Intervistato dal Corriere il conduttore ha parlato del successo di Avanti un altro e Ciao Darwin e nel parlare del suo passato, che avrebbe dovuto prendere una direzione diversa, non si è risparmiato una stoccata al presidente turco

Bonolis: "Ecco perché avrei mandato al diavolo Erdogan"

"Per me ha senso fare una tv che ti appartiene, non mi interessa essere un maggiordomo di idee altrui ma il narratore di ciò che sono". Paolo Bonolis è diretto nel parlare della sua lunga carriera sul piccolo schermo. In quarant'anni di televisione lui è riuscito, dove altri hanno fallito, a dare forma ai suoi pensieri e alle sue idee e a portarle in tv. Un modo di lavorare che - parlano i dati di ascolto - lo ha sempre ripagato della fiducia del pubblico.

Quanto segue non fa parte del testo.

//! RGB drawing buffer used to render surfaces for screenshot steps.
//!
//! Provides a small drawing API:
//! - `fill()` - Fill entire buffer with a color
//! - `draw_rect()` - Draw a filled rectangle
//! - `draw_text()` / `draw_text_scaled()` - Draw text using font8x8 glyphs
//! - `get_pixel()` / `set_pixel()` - Direct pixel access

use font8x8::{BASIC_FONTS, BLOCK_FONTS, BOX_FONTS, LATIN_FONTS, UnicodeFonts};
use image::{ImageBuffer, RgbImage};
use std::io::Cursor;

use super::{CaptureResult, SurfaceError, SurfaceResult};

/// Glyph edge length in pixels before scaling
pub const GLYPH_SIZE: u32 = 8;

#[derive(Debug, Clone)]
pub struct Framebuffer {
    width: u32,
    height: u32,
    /// RGB pixel buffer (row-major, 3 bytes per pixel)
    buffer: Vec<u8>,
}

impl Framebuffer {
    /// Create a new framebuffer with the given dimensions, initialized to black
    pub fn new(width: u32, height: u32) -> Self {
        Self {
            width,
            height,
            buffer: vec![0u8; (width * height * 3) as usize],
        }
    }

    /// Create a framebuffer initialized to a specific color
    pub fn with_color(width: u32, height: u32, color: [u8; 3]) -> Self {
        let mut fb = Self::new(width, height);
        fb.fill(color);
        fb
    }

    /// Load a framebuffer from PNG image bytes
    pub fn from_png_bytes(data: &[u8]) -> SurfaceResult<Self> {
        let img = image::load_from_memory(data)
            .map_err(|e| SurfaceError::Capture(format!("Failed to load PNG: {}", e)))?;
        let rgb = img.to_rgb8();
        Ok(Self {
            width: rgb.width(),
            height: rgb.height(),
            buffer: rgb.into_raw(),
        })
    }

    pub fn width(&self) -> u32 {
        self.width
    }

    pub fn height(&self) -> u32 {
        self.height
    }

    pub fn fill(&mut self, color: [u8; 3]) {
        for chunk in self.buffer.chunks_exact_mut(3) {
            chunk.copy_from_slice(&color);
        }
    }

    /// Draw a filled rectangle, clipped to the buffer
    pub fn draw_rect(&mut self, x: u32, y: u32, w: u32, h: u32, color: [u8; 3]) {
        for py in y..(y + h).min(self.height) {
            for px in x..(x + w).min(self.width) {
                self.set_pixel(px, py, color);
            }
        }
    }

    /// Draw text at 1:1 scale. Each character is 8x8 pixels; text does not wrap.
    pub fn draw_text(&mut self, x: u32, y: u32, text: &str, fg: [u8; 3], bg: [u8; 3]) {
        self.draw_text_scaled(x, y, text, fg, bg, 1);
    }

    /// Draw text with every glyph pixel blown up to `scale`x`scale`
    pub fn draw_text_scaled(
        &mut self,
        x: u32,
        y: u32,
        text: &str,
        fg: [u8; 3],
        bg: [u8; 3],
        scale: u32,
    ) {
        let scale = scale.max(1);
        let advance = GLYPH_SIZE * scale;
        let mut cursor_x = x;
        for ch in text.chars() {
            if cursor_x >= self.width {
                break;
            }
            self.draw_char(cursor_x, y, ch, fg, bg, scale);
            cursor_x += advance;
        }
    }

    fn draw_char(&mut self, x: u32, y: u32, ch: char, fg: [u8; 3], bg: [u8; 3], scale: u32) {
        let glyph = glyph_for(ch);
        for (row_idx, row) in glyph.iter().enumerate() {
            for bit in 0..GLYPH_SIZE {
                // font8x8 stores the leftmost pixel in the least significant bit
                let color = if (row >> bit) & 1 == 1 { fg } else { bg };
                self.draw_rect(x + bit * scale, y + row_idx as u32 * scale, scale, scale, color);
            }
        }
    }

    /// Color of a pixel; black outside the buffer
    pub fn get_pixel(&self, x: u32, y: u32) -> [u8; 3] {
        if x >= self.width || y >= self.height {
            return [0, 0, 0];
        }
        let idx = ((y * self.width + x) * 3) as usize;
        [self.buffer[idx], self.buffer[idx + 1], self.buffer[idx + 2]]
    }

    /// Set a pixel; writes outside the buffer are ignored
    pub fn set_pixel(&mut self, x: u32, y: u32, color: [u8; 3]) {
        if x >= self.width || y >= self.height {
            return;
        }
        let idx = ((y * self.width + x) * 3) as usize;
        self.buffer[idx..idx + 3].copy_from_slice(&color);
    }

    pub fn as_bytes(&self) -> &[u8] {
        &self.buffer
    }

    pub fn to_image(&self) -> SurfaceResult<RgbImage> {
        ImageBuffer::from_raw(self.width, self.height, self.buffer.clone())
            .ok_or_else(|| SurfaceError::Capture("Buffer size does not match dimensions".to_string()))
    }

    /// Encode the framebuffer as PNG bytes
    pub fn to_png(&self) -> SurfaceResult<Vec<u8>> {
        let img = self.to_image()?;
        let mut bytes = Vec::new();
        img.write_to(&mut Cursor::new(&mut bytes), image::ImageFormat::Png)
            .map_err(|e| SurfaceError::Capture(format!("Failed to encode PNG: {}", e)))?;
        Ok(bytes)
    }

    /// Encode and wrap as a screenshot result
    pub fn capture(&self) -> SurfaceResult<CaptureResult> {
        Ok(CaptureResult {
            image_data: self.to_png()?,
            width: self.width,
            height: self.height,
        })
    }
}

fn glyph_for(ch: char) -> [u8; 8] {
    BASIC_FONTS
        .get(ch)
        .or_else(|| LATIN_FONTS.get(ch))
        .or_else(|| BOX_FONTS.get(ch))
        .or_else(|| BLOCK_FONTS.get(ch))
        .unwrap_or([0u8; 8])
}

Nell'ultima intervista rilasciata al Corriere della Sera, Paolo Bonolis si è raccontato a tutto tondo. Dagli studi, agli esordi davanti alle telecamere fino al presente, dove è uno dei conduttori di spicco di Mediaset. Se la televisione non gli avesse spalancato le porte lui avrebbe intrapreso la carriera diplomatica: "Studiavo per fare la carriera diplomatica: fortunatamente per questo Paese ho intrapreso un'altra strada. Ho molta pazienza ma in certi contesti viene meno. Erdogan lo avrei diplomaticamente mandato al diavolo".

Invece l'occasione per lui è arrivata nel 1981 nel più classico dei modi: accompagnando un amico ad un provino e finendo a firmare un contratto da 12 milioni di lire per un anno di lavoro. "Solo perché avevo il motorino - ha raccontato Bonolis al Corriere - ho accompagnato un mio amico ad un provino in Rai. Studiavo Istituzione e diritto romano. Lì mi hanno detto: 'E tu non lo fai?'. Poco dopo mi hanno proposto di prendere parte a una trasmissione per ragazzi. A casa non si navigava nell'oro, non ho esitato. Poi ho capito che mi piaceva". Un anno dopo iniziò la sua decennale esperienza a Bim Bum Bam, poi i quiz ed i numerosi varietà - da Urka a Bulli e Pupe, da I Cervelloni a Beato tra le donne - fino all'exploit con Sanremo, Domenica In e Miss Italia.

La sua televisione è quella della "leggerezza" e lo share delle prime serate di Ciao Darwin e Avanti un altro lo conferma: "Il 20 per cento della prima puntata mi ha fatto piacere. Credo ci sia bisogno di uno sgrossamento dell'ansia. La leggerezza fa bene. Ma successi o fallimenti spesso dipendono dall'esuberanza eccessiva nelle aspettative". "Sia Avanti un altro che Ciao Darwin non sono partiti in tromba: sono privi di antenati, hanno dovuto imparare a camminare. A volte sono stati guardati con diffidenza".